R1-i. Upon the reviewer’s suggestion, we simplified Figure 4 by moving some of the panels to Figure 4–figure supplement 1. Panels have also been made larger for better readability.

(8) If the coupling between C and V domains is necessary for catch-bond behavior, can one propose mutations that would disrupt the interface to test by experiment? This would be interesting in light of the authors’ own comment on p. 8 that ’a logical evolutionary pressure would be for the C domains to maximize discriminatory power by adding instability to the TCR chassis,’ which might lead to a verifiable hypothesis.

R1-j. This has already been computationally and experimentally tested for other TCRs by the Cβ FG-loop deletion mutants that diminish the catch bond (Das, et al., PNAS 2015; Hwang et al., PNAS 2020; ChangGonzalez et al., eLife, 2024). Furthermore, the Vγδ-Cαβ chimera where the C-module of TCRγδ is replaced by that of TCR_αβ_ that strengthens the V-C coupling achieved a gain-of-function catch bond character while the wild-type TCRγδ is a slip-bond receptor (Mallis, et al., PNAS 2021; Bettencourt et al., Biophys. J. 2024). We added our prediction that the FG-loop deletion mutants of B7 TCR will behave similarly in line 261–264.

(9) Regarding extending TCR and MHC termini using native sequences, as described in the methods, what would be the disadvantage of using the same sequence, which could be made much more rigid, e.g. a poly-Pro sequence? After all, the point seems to be applying a roughly constant force, but flexible/disordered linkers seem likely to increase force fluctuation.

R1-k. The purpose of adding linkers was to allow a certain degree of longitudinal and transverse motion as would occur in vivo. While it will be worthwhile to explore the effects of linker flexibility on the conformational dynamics of the complex, for the present study, we used the actual sequence for the linkers for those proteins (line 341–344).

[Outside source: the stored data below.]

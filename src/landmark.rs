//! Hand landmarks as produced by an external hand pose detector.

use std::ops::Index;

use crate::geometry::{point, Point};

/// Number of landmarks describing a single hand.
pub const NUM_LANDMARKS: usize = 21;

/// A hand landmark.
///
/// X and Y are normalized image coordinates in range 0.0 to 1.0, with Y pointing *down*. Z is the
/// depth relative to the wrist, in roughly the same scale as X.
#[derive(Debug, PartialEq, Clone, Copy, Default)]
pub struct Landmark {
    pos: [f32; 3],
}

impl Landmark {
    #[inline]
    pub fn new(position: [f32; 3]) -> Self {
        Self { pos: position }
    }

    #[inline]
    pub fn position(&self) -> [f32; 3] {
        self.pos
    }

    #[inline]
    pub fn x(&self) -> f32 {
        self.pos[0]
    }

    #[inline]
    pub fn y(&self) -> f32 {
        self.pos[1]
    }

    #[inline]
    pub fn z(&self) -> f32 {
        self.pos[2]
    }

    /// Returns the landmark's image-space position, dropping the depth coordinate.
    #[inline]
    pub fn xy(&self) -> Point {
        point(self.pos[0], self.pos[1])
    }

    fn is_finite(&self) -> bool {
        self.pos.iter().all(|c| c.is_finite())
    }
}

/// Names for the hand pose landmarks.
///
/// # Terminology
///
/// - **CMC**: [Carpometacarpal joint], the lowest joint of the thumb, located near the wrist.
/// - **MCP**: [Metacarpophalangeal joint], the lower joint forming the knuckles near the palm of
///   the hand.
/// - **PIP**: Proximal Interphalangeal joint, the joint between the MCP and DIP.
/// - **IP**: Interphalangeal joint of the thumb, which only has one.
/// - **DIP**: Distal Interphalangeal joint, the highest joint of a finger.
/// - **Tip**: This landmark is just placed on the tip of the finger, above the DIP.
///
/// [Carpometacarpal joint]: https://en.wikipedia.org/wiki/Carpometacarpal_joint
/// [Metacarpophalangeal joint]: https://en.wikipedia.org/wiki/Metacarpophalangeal_joint
#[derive(Debug, Clone, Copy, PartialEq, Eq, Hash)]
pub enum LandmarkIdx {
    Wrist,
    ThumbCmc,
    ThumbMcp,
    ThumbIp,
    ThumbTip,
    IndexFingerMcp,
    IndexFingerPip,
    IndexFingerDip,
    IndexFingerTip,
    MiddleFingerMcp,
    MiddleFingerPip,
    MiddleFingerDip,
    MiddleFingerTip,
    RingFingerMcp,
    RingFingerPip,
    RingFingerDip,
    RingFingerTip,
    PinkyMcp,
    PinkyPip,
    PinkyDip,
    PinkyTip,
}

impl LandmarkIdx {
    /// All landmarks, in detector output order.
    pub const ALL: [LandmarkIdx; NUM_LANDMARKS] = {
        use LandmarkIdx::*;
        [
            Wrist,
            ThumbCmc,
            ThumbMcp,
            ThumbIp,
            ThumbTip,
            IndexFingerMcp,
            IndexFingerPip,
            IndexFingerDip,
            IndexFingerTip,
            MiddleFingerMcp,
            MiddleFingerPip,
            MiddleFingerDip,
            MiddleFingerTip,
            RingFingerMcp,
            RingFingerPip,
            RingFingerDip,
            RingFingerTip,
            PinkyMcp,
            PinkyPip,
            PinkyDip,
            PinkyTip,
        ]
    };

    /// Returns the position of this landmark in the detector's output.
    #[inline]
    pub fn index(self) -> usize {
        self as usize
    }
}

/// The five fingers of a hand.
#[derive(Debug, Clone, Copy, PartialEq, Eq, Hash)]
pub enum Finger {
    Thumb,
    Index,
    Middle,
    Ring,
    Pinky,
}

impl Finger {
    pub const ALL: [Finger; 5] = [
        Finger::Thumb,
        Finger::Index,
        Finger::Middle,
        Finger::Ring,
        Finger::Pinky,
    ];

    /// Returns the landmark placed on the tip of this finger.
    pub fn tip(self) -> LandmarkIdx {
        match self {
            Finger::Thumb => LandmarkIdx::ThumbTip,
            Finger::Index => LandmarkIdx::IndexFingerTip,
            Finger::Middle => LandmarkIdx::MiddleFingerTip,
            Finger::Ring => LandmarkIdx::RingFingerTip,
            Finger::Pinky => LandmarkIdx::PinkyTip,
        }
    }

    /// Returns the joint the tip is compared against to decide whether the finger is extended.
    ///
    /// This is the IP joint for the thumb and the PIP joint for all other fingers.
    pub fn reference_joint(self) -> LandmarkIdx {
        match self {
            Finger::Thumb => LandmarkIdx::ThumbIp,
            Finger::Index => LandmarkIdx::IndexFingerPip,
            Finger::Middle => LandmarkIdx::MiddleFingerPip,
            Finger::Ring => LandmarkIdx::RingFingerPip,
            Finger::Pinky => LandmarkIdx::PinkyPip,
        }
    }
}

/// The landmarks of one detected hand in one video frame.
///
/// A [`HandFrame`] always holds exactly [`NUM_LANDMARKS`] landmarks with finite coordinates. Frames
/// that don't satisfy this are rejected on construction, which makes them indistinguishable from
/// frames without a hand.
#[derive(Debug, Clone, PartialEq)]
pub struct HandFrame {
    landmarks: [Landmark; NUM_LANDMARKS],
}

impl HandFrame {
    /// Creates a hand frame from a full set of landmarks.
    ///
    /// Returns [`None`] if any coordinate is NaN or infinite.
    pub fn new(landmarks: [Landmark; NUM_LANDMARKS]) -> Option<Self> {
        if let Some(idx) = landmarks.iter().position(|lm| !lm.is_finite()) {
            log::trace!(
                "rejecting hand frame: non-finite coordinates at {:?}",
                LandmarkIdx::ALL[idx]
            );
            return None;
        }

        Some(Self { landmarks })
    }

    /// Creates a hand frame from a detector's landmark list.
    ///
    /// Returns [`None`] if the list does not contain exactly [`NUM_LANDMARKS`] entries, or if any
    /// coordinate is not finite.
    pub fn from_slice(landmarks: &[Landmark]) -> Option<Self> {
        let Ok(landmarks) = <[Landmark; NUM_LANDMARKS]>::try_from(landmarks) else {
            log::trace!(
                "rejecting hand frame: expected {NUM_LANDMARKS} landmarks, got {}",
                landmarks.len()
            );
            return None;
        };
        Self::new(landmarks)
    }

    /// Creates a hand frame from a detector's list of `[x, y, z]` positions.
    pub fn from_positions(positions: &[[f32; 3]]) -> Option<Self> {
        let landmarks = positions.iter().copied().map(Landmark::new).collect::<Vec<_>>();
        Self::from_slice(&landmarks)
    }

    #[inline]
    pub fn get(&self, idx: LandmarkIdx) -> Landmark {
        self.landmarks[idx.index()]
    }

    /// Returns all landmarks in detector output order.
    #[inline]
    pub fn landmarks(&self) -> &[Landmark; NUM_LANDMARKS] {
        &self.landmarks
    }

    /// Returns an iterator over all landmarks together with their names.
    pub fn iter(&self) -> impl Iterator<Item = (LandmarkIdx, Landmark)> + '_ {
        LandmarkIdx::ALL.into_iter().zip(self.landmarks.iter().copied())
    }
}

impl Index<LandmarkIdx> for HandFrame {
    type Output = Landmark;

    #[inline]
    fn index(&self, idx: LandmarkIdx) -> &Landmark {
        &self.landmarks[idx.index()]
    }
}
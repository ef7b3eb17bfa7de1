//! Replays a synthetic hand answering a task.
//!
//! Usage: `airsketch [ANSWER]`, where `ANSWER` is a finger count or a shape name (default:
//! `circle`). The hand always traces a circle, so other shapes are answered with "try again".

use std::{
    env,
    f32::consts::TAU,
    time::{Duration, Instant},
};

use airsketch::{
    geometry::point,
    landmark::HandFrame,
    scheduler::{FrameSource, HandDetector, Sampler, Scheduler},
    session::{Event, Session},
    stroke::Surface,
    synth::HandPose,
    task::Answer,
};

/// Number of frames it takes the synthetic hand to trace a circle.
const CIRCLE_FRAMES: usize = 100;

struct Camera;

impl FrameSource for Camera {
    type Frame = ();

    fn latest_frame(&mut self) -> Option<()> {
        Some(())
    }
}

struct Puppet {
    answer: Answer,
    frame: usize,
}

impl HandDetector for Puppet {
    type Frame = ();

    fn detect(&mut self, _: &(), _timestamp: Duration) -> anyhow::Result<Option<HandFrame>> {
        let i = self.frame;
        self.frame += 1;
        let pose = match self.answer {
            Answer::Fingers(n) => HandPose::new().fingers(n),
            Answer::Shape(_) if i <= CIRCLE_FRAMES => {
                let angle = TAU * i as f32 / CIRCLE_FRAMES as f32;
                HandPose::drawing_at(point(0.5 + 0.3 * angle.cos(), 0.5 + 0.3 * angle.sin()))
            }
            // Lower the hand once the stroke is finished.
            Answer::Shape(_) => return Ok(None),
        };
        Ok(Some(pose.build()))
    }
}

fn main() -> anyhow::Result<()> {
    airsketch::init_logger!();

    let answer = env::args()
        .nth(1)
        .as_deref()
        .unwrap_or("circle")
        .parse::<Answer>()?;

    let sampler = Sampler::new(Camera, Puppet { answer, frame: 0 });
    let mut scheduler = Scheduler::spawn(sampler, Session::new(Surface::new(640.0, 480.0)))?;
    scheduler.set_task(Some(answer));

    let give_up = Instant::now() + Duration::from_secs(30);
    let mut samples = 0;
    while let Ok(event) = scheduler.events().recv_deadline(give_up) {
        match event {
            Event::Sample(_) => samples += 1,
            Event::StrokeDiscarded { points } => {
                log::info!("stroke with {points} points discarded")
            }
            Event::ShapeDetected { shape, points } => {
                log::info!("detected {shape} ({points} points)")
            }
            Event::Verdict(verdict) => {
                log::info!("{verdict:?} after {samples} samples");
                break;
            }
        }
    }

    scheduler.stop();
    Ok(())
}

Reviewer #2 (Recommendations for the authors):

(1) Figure 2 is almost illegible, especially Figure 2A-D. I do not think that these contacts vs time would be useful to anyone except for someone interested in this particular pMHC interaction, so I would suggest moving it to a supporting figure and making it much larger.

R2-e. Thanks for the suggestion. We created Figure 2–figure supplement 1 and made panels larger for clearer presentation.

(2) Figure 4 is overwhelming, and does not convey any particular message.

R2-f. This is the same comment as reviewer 1’s comment (7) above. Please see our response R1-i.

Reviewer #3 (Recommendations for the authors):

(1) The label ”beta2m” in Figure 1A should be moved closer to the beta2 microglobulin domain. A label TCR should be added to Figure 1A.

R3-c. Thanks for pointing out about β2m. We have corrected it. About putting the label ‘TCR,’ to avoid cluttering, we explained that Vα, Vβ, Cα, and Cβ are the 4 subdomains of TCR in the caption of Figure 1A.

(2) Hydrogen atoms should be removed from the peptide in Figure 1B.

R3-d. We have removed the hydrogen atoms.

(3) The authors should consider moving Figures 1 A-D to the SI and show a simpler description of the contact occupancy than the heat maps. The legend of Figure 2A-D is too small.

R3-e. By ‘Figures 1 A-D’ we believe the reviewer meant Figure 2A–D. This is the same comment as reviewer 2’s comment (1). Please see our response R2-e above.

(4) Vertical (dashed) lines should be added to Figure 3E at 500 ns to emphasize the segment of the time series used for the histograms.

R3-f. We added vertical lines in figures showing time-dependent behaviors, which are Figure 1D, Figure 2B, Figure 2–figure supplement 1F, and Figure 4–figure supplement 1B.